A wrench in my running wheel.

A wrench has been thrown in my half marathon training. Things were going along swimmingly. I am/was getting a little impatient with how slow time was moving, and just wanted it to get here, so I could do it and go back to my cardio/lifting routine. Anyways. On Friday, I started to have some discomfort in my chest, near my heart. Long story short, I went to the ER on Saturday night, and they ran all sorts of tests; EKG, blood clot, chest xrays, thyroids, etc. Nothing showed up except a slight palpitation, but nothing that concerned the doctor. The resident told me it was ok to run, but the other doctor who I saw said to take it easy. Which is hard to do with like barely three weeks left before the race. Even now, almost a week after it started, I'm still feeling the pressure. It makes me nervous. I don't know what I should do about this race. I'll have wasted a lot of money after registering and not doing it. And also be super disappointed that I put in all that work, and told SO many people I was doing it, just to not. However, I don't want to risk my well-being by pushing myself to do something I shouldn't, even though the doctors said all my tests came out fine. I just don't like not knowing what is going on.
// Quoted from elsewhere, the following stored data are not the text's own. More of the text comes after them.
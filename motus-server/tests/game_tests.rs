
use motus_persistence::repositories::ScoreStore;
use motus_server::clients::{GameApi, ScoreLedger};
use motus_server::error::ApiError;
use motus_server::game::{self, LOSE_MESSAGE, WIN_MESSAGE};
use motus_types::{GuessRequest, LetterStatus, SeedInput, SetSeedRequest};
use test_helpers::*;

fn guess(user_id: &str, word: &str) -> GuessRequest {
    GuessRequest {
        user_id: Some(user_id.to_string()),
        guess: word.to_string(),
    }
}

#[tokio::test]
async fn test_word_follows_stored_seed() {
    let setup = TestServices::new().await;
    setup.create_player("alice", "maison").await;

    let word = setup.game.get_word("alice").await.unwrap();
    assert_eq!(word.word, "maison");

    let seed = setup.game.get_seed("alice").await.unwrap();
    assert_eq!(seed.seed, seed_for("maison"));
}

#[tokio::test]
async fn test_losing_guess_is_scored_and_recorded() {
    let setup = TestServices::new().await;
    setup.create_player("alice", "arbre").await;

    let response = setup.game.guess(&guess("alice", "barre")).await.unwrap();

    assert!(!response.won);
    assert_eq!(response.message, LOSE_MESSAGE);
    let statuses: Vec<LetterStatus> = response.result.iter().map(|l| l.status).collect();
    assert_eq!(
        statuses,
        vec![
            LetterStatus::Misplaced,
            LetterStatus::Misplaced,
            LetterStatus::Misplaced,
            LetterStatus::Correct,
            LetterStatus::Correct,
        ]
    );

    // A miss keeps the same target and counts as a try, not a win
    assert_eq!(setup.game.get_word("alice").await.unwrap().word, "arbre");
    let score = setup.scores.user_score("alice").await.unwrap();
    assert_eq!(score.total_guessed_words, 0);
}

#[tokio::test]
async fn test_winning_guess_reseeds_player() {
    let setup = TestServices::new().await;
    setup.create_player("alice", "chien").await;
    let before = setup.game.get_seed("alice").await.unwrap().seed;

    setup.game.guess(&guess("alice", "chat")).await.unwrap();
    let response = setup.game.guess(&guess("alice", "chien")).await.unwrap();

    assert!(response.won);
    assert_eq!(response.message, WIN_MESSAGE);
    assert!(
        response
            .result
            .iter()
            .all(|letter| letter.status == LetterStatus::Correct)
    );

    let after = setup.game.get_seed("alice").await.unwrap().seed;
    assert_ne!(before, after);

    let score = setup.scores.user_score("alice").await.unwrap();
    assert_eq!(score.total_guessed_words, 1);
    assert_eq!(score.average_tries, 2.0);
}

#[tokio::test]
async fn test_same_word_cannot_be_won_twice_a_day() {
    let setup = TestServices::new().await;
    setup.create_player("alice", "lilas").await;

    assert!(setup.game.guess(&guess("alice", "lilas")).await.unwrap().won);

    // Pin the same target again; the ledger already holds today's win
    setup.set_target("alice", "lilas").await;
    let result = setup.game.guess(&guess("alice", "lilas")).await;

    assert_eq!(result.unwrap_err(), ApiError::AlreadySolvedToday);
    assert_eq!(
        ApiError::AlreadySolvedToday.to_string(),
        "This word was already guessed today!"
    );
}

#[tokio::test]
async fn test_invalid_guesses_are_rejected() {
    let setup = TestServices::new().await;
    setup.create_player("alice", "chat").await;

    let unknown = setup.game.guess(&guess("alice", "chou")).await.unwrap_err();
    assert_eq!(unknown.status(), 400);
    assert_eq!(unknown.to_string(), "Invalid guess: word isn't in the list");

    let too_long = setup.game.guess(&guess("alice", "maisons")).await.unwrap_err();
    assert_eq!(too_long.status(), 400);
    assert_eq!(too_long.to_string(), "Invalid guess length");

    // Rejected guesses never reach the ledger
    assert!(setup.store.all_attempts().await.unwrap().is_empty());
}

#[tokio::test]
async fn test_guess_requires_user() {
    let setup = TestServices::new().await;

    let result = setup
        .game
        .guess(&GuessRequest {
            user_id: None,
            guess: "chat".to_string(),
        })
        .await;
    assert_eq!(
        result.unwrap_err(),
        ApiError::InvalidInput("Missing user_id".to_string())
    );
}

#[tokio::test]
async fn test_unknown_user_is_not_found() {
    let setup = TestServices::new().await;

    let err = setup.game.get_word("ghost").await.unwrap_err();
    assert!(err.is_not_found());
    assert_eq!(err.to_string(), "User not found");
}

#[tokio::test]
async fn test_shared_seed_text_gives_same_word() {
    let setup = TestServices::new().await;
    setup.create_player("alice", "chat").await;
    setup.create_player("bob", "chien").await;

    for user_id in ["alice", "bob"] {
        setup
            .game
            .set_seed(&SetSeedRequest {
                user_id: Some(user_id.to_string()),
                seed: Some(SeedInput::Text("partie-du-jour".to_string())),
            })
            .await
            .unwrap();
    }

    let alice = setup.game.get_word("alice").await.unwrap();
    let bob = setup.game.get_word("bob").await.unwrap();
    assert_eq!(alice, bob);
}

#[tokio::test]
async fn test_routes() {
    let setup = TestServices::new().await;
    setup.create_player("alice", "chat").await;
    let routes = game::create_routes(setup.game.clone());

    let response = warp::test::request()
        .method("GET")
        .path("/word/alice")
        .reply(&routes)
        .await;
    assert_eq!(response.status(), 200);
    assert_eq!(response.body().as_ref(), br#"{"word":"chat"}"#);

    let response = warp::test::request()
        .method("POST")
        .path("/guess")
        .json(&guess("alice", "chien"))
        .reply(&routes)
        .await;
    assert_eq!(response.status(), 200);
    let body: serde_json::Value = serde_json::from_slice(response.body()).unwrap();
    assert_eq!(body["won"], false);
    assert_eq!(body["result"][0]["status"], "correct");

    let response = warp::test::request()
        .method("POST")
        .path("/guess")
        .json(&guess("alice", "xyz"))
        .reply(&routes)
        .await;
    assert_eq!(response.status(), 400);

    let response = warp::test::request()
        .method("POST")
        .path("/seed")
        .json(&serde_json::json!({ "user_id": "alice", "seed": 42 }))
        .reply(&routes)
        .await;
    assert_eq!(response.status(), 200);
    assert_eq!(message_of(response.body()), "Seed set successfully");

    let response = warp::test::request()
        .method("GET")
        .path("/generateSeed")
        .reply(&routes)
        .await;
    assert_eq!(response.status(), 200);

    let response = warp::test::request()
        .method("GET")
        .path("/seed/ghost")
        .reply(&routes)
        .await;
    assert_eq!(response.status(), 404);
    assert_eq!(message_of(response.body()), "User not found");

    let response = warp::test::request()
        .method("GET")
        .path("/health")
        .reply(&routes)
        .await;
    assert_eq!(response.status(), 200);
    assert_eq!(response.body().as_ref(), b"OK");
}

#[tokio::test]
async fn test_percent_encoded_user_id_in_path() {
    let setup = TestServices::new().await;
    setup.create_player("auth0|a b", "lilas").await;
    let routes = game::create_routes(setup.game.clone());

    let response = warp::test::request()
        .method("GET")
        .path("/word/auth0%7Ca%20b")
        .reply(&routes)
        .await;
    assert_eq!(response.status(), 200);
    assert_eq!(response.body().as_ref(), br#"{"word":"lilas"}"#);
}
And I've never had any real health problems. The only major things was a slight case of mono my freshmen year of high school and my horrible nose bleeds as a child. So I'm not quite sure how to cope with all this. The doctors also mentioned to me that it's probably anxiety. Which I've known for a while now is something I have. I just wasn't aware chest pains or whatever could last thing long with anxiety. I always thought it was something that was over within 20 minutes or so. The anxiety is another battle I'm clearly losing, that's another thing I have to get taken care of. Ugh. So basically I don't know what to do or how to handle this. I'd just go to the doctor until somebody figured something out to make it stop, but I don't have insurance right now therefore making all this very expensive :/ Just please pray that I figure this out soon or that it'll just go away. And that I can convince myself that not racing won't be a blow to my credibility and that my health is more important than a stupid race. Le Sigh.